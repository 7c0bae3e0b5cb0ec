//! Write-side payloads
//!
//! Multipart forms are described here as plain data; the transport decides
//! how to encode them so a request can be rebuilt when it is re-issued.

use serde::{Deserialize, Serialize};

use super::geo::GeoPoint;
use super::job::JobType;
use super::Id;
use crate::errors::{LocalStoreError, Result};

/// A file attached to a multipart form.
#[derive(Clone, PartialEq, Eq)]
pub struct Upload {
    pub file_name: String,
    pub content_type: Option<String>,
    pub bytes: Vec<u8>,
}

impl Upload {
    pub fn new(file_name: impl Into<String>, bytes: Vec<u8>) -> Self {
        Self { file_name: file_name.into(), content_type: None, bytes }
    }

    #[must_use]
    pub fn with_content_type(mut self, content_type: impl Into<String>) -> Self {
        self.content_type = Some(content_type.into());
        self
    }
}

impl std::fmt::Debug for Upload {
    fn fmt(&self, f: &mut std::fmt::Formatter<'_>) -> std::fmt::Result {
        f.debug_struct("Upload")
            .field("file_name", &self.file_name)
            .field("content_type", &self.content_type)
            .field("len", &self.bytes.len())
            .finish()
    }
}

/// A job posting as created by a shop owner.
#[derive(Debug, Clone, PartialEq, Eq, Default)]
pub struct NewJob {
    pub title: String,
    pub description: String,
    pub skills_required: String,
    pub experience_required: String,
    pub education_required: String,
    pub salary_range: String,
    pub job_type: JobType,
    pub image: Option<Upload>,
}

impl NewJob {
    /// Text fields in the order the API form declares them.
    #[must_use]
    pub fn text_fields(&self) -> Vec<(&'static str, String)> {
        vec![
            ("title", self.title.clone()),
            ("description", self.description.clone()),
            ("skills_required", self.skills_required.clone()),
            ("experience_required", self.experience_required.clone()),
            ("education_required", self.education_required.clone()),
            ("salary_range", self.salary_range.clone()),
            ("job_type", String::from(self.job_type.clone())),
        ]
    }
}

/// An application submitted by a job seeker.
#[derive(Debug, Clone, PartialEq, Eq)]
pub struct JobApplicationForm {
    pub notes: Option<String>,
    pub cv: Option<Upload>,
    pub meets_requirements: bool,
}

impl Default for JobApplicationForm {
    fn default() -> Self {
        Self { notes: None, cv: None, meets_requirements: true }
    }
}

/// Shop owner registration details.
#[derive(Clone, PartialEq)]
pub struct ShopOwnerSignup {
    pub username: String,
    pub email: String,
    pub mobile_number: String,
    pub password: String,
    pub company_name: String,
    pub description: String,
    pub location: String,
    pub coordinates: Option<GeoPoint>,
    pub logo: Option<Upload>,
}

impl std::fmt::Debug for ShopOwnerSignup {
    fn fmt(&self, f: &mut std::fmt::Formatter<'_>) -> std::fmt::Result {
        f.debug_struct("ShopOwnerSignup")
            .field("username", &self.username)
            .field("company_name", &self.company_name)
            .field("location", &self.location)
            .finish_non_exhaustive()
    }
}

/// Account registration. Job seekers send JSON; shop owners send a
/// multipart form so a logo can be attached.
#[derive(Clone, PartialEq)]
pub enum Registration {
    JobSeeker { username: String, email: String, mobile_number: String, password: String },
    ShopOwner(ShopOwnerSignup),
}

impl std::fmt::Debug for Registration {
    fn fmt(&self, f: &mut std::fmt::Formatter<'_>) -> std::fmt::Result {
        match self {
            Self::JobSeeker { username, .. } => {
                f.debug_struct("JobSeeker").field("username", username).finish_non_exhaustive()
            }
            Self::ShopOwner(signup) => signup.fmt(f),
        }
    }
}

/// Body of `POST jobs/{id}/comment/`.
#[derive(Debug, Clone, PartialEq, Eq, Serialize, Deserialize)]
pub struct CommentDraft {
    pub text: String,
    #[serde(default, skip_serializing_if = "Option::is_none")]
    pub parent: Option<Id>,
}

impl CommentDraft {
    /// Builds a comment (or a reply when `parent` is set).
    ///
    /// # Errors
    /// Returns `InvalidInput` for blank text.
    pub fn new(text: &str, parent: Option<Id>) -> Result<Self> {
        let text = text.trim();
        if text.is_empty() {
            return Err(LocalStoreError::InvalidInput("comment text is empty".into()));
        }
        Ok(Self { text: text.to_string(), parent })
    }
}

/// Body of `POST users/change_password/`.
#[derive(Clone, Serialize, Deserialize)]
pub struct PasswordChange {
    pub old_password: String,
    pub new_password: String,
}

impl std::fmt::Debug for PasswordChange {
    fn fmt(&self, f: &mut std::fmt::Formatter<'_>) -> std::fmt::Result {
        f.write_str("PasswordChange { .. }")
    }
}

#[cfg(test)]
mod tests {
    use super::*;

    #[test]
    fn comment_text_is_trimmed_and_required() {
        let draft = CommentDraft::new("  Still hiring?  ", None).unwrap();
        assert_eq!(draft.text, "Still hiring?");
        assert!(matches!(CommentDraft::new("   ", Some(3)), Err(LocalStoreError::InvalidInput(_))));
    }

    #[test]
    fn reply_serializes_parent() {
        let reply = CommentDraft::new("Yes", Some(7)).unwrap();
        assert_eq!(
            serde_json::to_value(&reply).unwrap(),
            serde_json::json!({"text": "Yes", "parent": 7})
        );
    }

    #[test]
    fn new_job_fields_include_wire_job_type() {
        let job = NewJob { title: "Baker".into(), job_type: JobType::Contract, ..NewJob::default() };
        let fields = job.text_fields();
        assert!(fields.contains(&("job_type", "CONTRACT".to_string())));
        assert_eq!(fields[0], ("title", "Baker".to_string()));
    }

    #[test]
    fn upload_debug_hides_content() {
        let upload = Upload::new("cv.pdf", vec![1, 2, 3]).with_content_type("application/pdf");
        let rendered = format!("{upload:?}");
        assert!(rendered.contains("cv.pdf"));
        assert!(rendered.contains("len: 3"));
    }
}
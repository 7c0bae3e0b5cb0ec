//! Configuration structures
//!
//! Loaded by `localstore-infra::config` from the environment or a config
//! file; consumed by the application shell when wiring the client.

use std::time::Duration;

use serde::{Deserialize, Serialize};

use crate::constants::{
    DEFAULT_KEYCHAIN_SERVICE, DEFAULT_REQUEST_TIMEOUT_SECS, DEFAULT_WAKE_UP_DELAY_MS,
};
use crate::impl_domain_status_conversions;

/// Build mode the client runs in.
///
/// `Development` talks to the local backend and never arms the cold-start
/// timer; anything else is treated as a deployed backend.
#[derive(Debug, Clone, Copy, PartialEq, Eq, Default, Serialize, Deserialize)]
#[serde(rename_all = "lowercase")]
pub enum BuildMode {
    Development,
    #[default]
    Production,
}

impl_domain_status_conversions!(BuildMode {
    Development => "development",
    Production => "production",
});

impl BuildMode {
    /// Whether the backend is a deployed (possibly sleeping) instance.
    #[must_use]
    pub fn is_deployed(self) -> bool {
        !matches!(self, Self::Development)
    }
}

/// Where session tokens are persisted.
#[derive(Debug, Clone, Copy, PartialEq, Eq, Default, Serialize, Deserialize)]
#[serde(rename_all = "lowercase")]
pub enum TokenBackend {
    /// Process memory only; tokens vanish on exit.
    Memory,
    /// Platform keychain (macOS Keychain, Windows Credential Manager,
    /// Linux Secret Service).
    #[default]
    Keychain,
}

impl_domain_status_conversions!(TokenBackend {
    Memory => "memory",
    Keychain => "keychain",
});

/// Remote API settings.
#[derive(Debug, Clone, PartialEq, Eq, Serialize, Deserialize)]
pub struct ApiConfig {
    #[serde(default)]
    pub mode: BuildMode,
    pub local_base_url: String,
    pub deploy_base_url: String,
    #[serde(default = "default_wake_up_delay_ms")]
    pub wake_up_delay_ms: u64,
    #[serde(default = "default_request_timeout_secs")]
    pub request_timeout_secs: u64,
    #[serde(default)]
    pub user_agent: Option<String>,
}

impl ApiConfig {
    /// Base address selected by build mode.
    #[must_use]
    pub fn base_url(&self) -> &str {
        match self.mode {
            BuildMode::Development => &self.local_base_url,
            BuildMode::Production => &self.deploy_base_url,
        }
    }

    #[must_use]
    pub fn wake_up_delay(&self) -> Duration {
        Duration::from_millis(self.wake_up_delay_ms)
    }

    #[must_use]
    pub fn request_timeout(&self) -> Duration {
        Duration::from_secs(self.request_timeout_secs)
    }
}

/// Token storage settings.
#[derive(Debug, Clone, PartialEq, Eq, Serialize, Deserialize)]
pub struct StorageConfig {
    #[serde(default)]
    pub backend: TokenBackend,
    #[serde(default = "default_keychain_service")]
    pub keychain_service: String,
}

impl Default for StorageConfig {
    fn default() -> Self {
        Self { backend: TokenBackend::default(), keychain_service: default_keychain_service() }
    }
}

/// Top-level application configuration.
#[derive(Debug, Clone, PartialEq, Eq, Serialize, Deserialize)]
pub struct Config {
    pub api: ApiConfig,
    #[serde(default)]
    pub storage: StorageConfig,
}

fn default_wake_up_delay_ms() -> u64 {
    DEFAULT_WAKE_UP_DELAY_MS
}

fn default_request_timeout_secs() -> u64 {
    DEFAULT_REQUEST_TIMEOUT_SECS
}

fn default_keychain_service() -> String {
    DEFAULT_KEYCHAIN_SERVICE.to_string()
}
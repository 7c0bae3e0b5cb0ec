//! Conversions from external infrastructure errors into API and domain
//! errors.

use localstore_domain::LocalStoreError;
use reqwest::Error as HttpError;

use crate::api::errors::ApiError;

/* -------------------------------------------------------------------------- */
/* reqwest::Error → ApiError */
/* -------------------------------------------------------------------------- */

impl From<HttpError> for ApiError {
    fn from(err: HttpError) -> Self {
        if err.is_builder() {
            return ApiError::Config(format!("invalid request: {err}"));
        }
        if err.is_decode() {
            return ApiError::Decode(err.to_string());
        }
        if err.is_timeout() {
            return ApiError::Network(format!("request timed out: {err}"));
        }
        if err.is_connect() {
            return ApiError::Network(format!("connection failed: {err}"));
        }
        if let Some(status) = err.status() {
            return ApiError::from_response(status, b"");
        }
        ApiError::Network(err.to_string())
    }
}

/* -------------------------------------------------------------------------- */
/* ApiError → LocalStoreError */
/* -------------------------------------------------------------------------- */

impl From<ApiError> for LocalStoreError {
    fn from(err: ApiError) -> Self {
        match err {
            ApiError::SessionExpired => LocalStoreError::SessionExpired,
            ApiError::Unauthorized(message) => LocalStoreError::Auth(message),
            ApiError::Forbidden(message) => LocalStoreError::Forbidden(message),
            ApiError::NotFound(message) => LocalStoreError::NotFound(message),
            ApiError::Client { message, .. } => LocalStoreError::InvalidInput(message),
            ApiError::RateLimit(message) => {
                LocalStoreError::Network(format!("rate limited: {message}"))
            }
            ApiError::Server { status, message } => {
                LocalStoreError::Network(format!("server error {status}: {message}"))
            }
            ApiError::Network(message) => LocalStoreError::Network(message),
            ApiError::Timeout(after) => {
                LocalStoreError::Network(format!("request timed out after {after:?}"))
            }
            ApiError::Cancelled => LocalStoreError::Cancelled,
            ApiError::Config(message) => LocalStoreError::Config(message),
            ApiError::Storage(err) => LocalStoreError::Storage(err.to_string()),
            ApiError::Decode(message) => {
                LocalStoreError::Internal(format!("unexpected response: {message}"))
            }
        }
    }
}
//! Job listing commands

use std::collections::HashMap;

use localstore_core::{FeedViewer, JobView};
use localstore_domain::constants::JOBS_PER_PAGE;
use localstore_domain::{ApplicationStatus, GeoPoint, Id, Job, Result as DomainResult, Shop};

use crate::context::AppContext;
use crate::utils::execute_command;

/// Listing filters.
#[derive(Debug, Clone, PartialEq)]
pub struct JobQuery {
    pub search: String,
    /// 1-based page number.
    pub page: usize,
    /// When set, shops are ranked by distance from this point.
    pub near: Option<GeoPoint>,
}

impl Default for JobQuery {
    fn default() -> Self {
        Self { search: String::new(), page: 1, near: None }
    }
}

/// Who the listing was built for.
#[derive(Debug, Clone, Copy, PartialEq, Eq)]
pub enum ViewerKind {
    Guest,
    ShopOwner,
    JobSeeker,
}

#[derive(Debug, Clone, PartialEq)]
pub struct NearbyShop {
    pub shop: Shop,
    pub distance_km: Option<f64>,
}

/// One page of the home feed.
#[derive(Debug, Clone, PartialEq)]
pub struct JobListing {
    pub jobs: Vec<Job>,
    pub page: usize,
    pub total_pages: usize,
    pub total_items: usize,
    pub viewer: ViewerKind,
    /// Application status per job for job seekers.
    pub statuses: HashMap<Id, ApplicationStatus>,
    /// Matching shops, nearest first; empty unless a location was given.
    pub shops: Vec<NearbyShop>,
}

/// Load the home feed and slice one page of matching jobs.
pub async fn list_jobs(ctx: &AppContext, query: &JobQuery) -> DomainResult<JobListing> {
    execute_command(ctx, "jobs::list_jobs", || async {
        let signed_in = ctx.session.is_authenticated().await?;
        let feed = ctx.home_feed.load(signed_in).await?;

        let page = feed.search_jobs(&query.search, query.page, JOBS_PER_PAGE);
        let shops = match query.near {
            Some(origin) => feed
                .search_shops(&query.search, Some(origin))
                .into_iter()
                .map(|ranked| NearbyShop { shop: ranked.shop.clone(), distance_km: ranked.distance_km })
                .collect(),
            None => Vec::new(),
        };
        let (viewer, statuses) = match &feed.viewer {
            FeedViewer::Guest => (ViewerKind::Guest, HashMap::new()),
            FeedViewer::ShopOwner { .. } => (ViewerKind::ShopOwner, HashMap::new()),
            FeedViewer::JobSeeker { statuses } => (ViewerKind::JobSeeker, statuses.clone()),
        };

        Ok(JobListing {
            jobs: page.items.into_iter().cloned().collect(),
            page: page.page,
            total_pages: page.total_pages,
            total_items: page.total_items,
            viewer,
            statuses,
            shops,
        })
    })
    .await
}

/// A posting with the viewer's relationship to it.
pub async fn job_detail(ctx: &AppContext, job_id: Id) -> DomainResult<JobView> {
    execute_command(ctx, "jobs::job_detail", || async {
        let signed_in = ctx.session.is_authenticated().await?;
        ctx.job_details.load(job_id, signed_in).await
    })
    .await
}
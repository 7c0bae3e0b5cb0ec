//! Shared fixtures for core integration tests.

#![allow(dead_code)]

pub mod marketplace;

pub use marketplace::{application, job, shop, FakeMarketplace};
::::::::
_PROBLEM STATEMENT_.
What lines of the material contain "GeoPoint"? Show them.

_RESULT BELOW_.
use super::geo::GeoPoint;
    pub coordinates: Option<GeoPoint>,
use localstore_domain::{ApplicationStatus, GeoPoint, Id, Job, Result as DomainResult, Shop};
    pub near: Option<GeoPoint>,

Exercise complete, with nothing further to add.